Es así como el Gobierno ejercita su propiedad anfibia y en cuanto percibe una amenaza de sombra salta de la roca que le corresponde en calidad de primera fuerza parlamentaria para sumergirse en la charca turbia de lo que ahora se ha dado en llamar el diálogo social. Un subterfugio adornado de melifluas intenciones y empleado de forma artera para hurtar el debate público y trasladarlo lo más lejos posible del ámbito democrático que corresponde a todo sistema de representación política. La tribuna de oradores del hemiciclo de la Carrera de San Jerónimo, con sus luces y sus taquígrafos, se ha transformado en un púlpito ocasional para comunicar bandos oficiales a modo de hechos consumados, adoptados a instancia de objetivos partidistas con la aquiescencia, tácita o explícita, de agentes externos previamente conminados para abrazar los movimientos resultadistas del Ejecutivo.
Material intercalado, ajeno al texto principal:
//! GUI module for Cragspider
//!
//! A native window built on egui/eframe. The [`Playfield`] holds all game and
//! AI-worker state and can be driven without a window; the rest only draws it
//! and feeds it clicks.

mod app;
mod board_view;
mod playfield;
mod theme;

pub use app::CragspiderApp;
pub use playfield::{AiState, GameMode, Opponent, Playfield, Proposal, Selection, DEFAULT_AI_PROFILE};
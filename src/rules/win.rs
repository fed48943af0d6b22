//! Game termination for Cragspider
//!
//! A side that cannot move loses: the game ends as soon as the color to move
//! has no legal destination for any of its pieces, including when it has no
//! pieces left at all.

use crate::board::{Board, Color};

use super::movegen::has_legal_move;

/// How a finished game ended
#[derive(Debug, Clone, Copy, PartialEq, Eq)]
pub struct Outcome {
    pub winner: Color,
    pub reason: EndReason,
}

#[derive(Debug, Clone, Copy, PartialEq, Eq)]
pub enum EndReason {
    /// The loser has no pieces on the board
    Annihilation,
    /// The loser still has pieces but none of them can move
    Stalemate,
}

/// Check whether the game is over with `to_move` to play
pub fn outcome(board: &Board, to_move: Color) -> Option<Outcome> {
    if has_legal_move(board, to_move) {
        return None;
    }

    let reason = if board.pieces().any(|(_, p)| p.color() == to_move) {
        EndReason::Stalemate
    } else {
        EndReason::Annihilation
    };
    Some(Outcome {
        winner: to_move.opponent(),
        reason,
    })
}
La democracia ‘secuestradita’ encuentra ahora su mejor caldo de cultivo en la llamada recuperación económica de la pandemia, sufragada en cómodos y suculentos plazos con la llegada de los multimillonarios fondos comunitarios de Bruselas. El banquete será servido puntualmente a lo largo de los próximos años y para participar del mismo sólo hace falta colocarse en posición de revista, facilitando ese reencuentro de concordia con el que el Gobierno trata de reconstruir España a su manera y a la de sus socios separatistas. La pax autonómica tiene un precio y, al paso de los últimos acontecimientos sucedidos en Cataluña, esta vez se presume que será más cara que nunca. Eso sí, de momento, la factura la paga Europa. O, al menos, eso se creen Pedro Sánchez y todos los que están a su rebufo.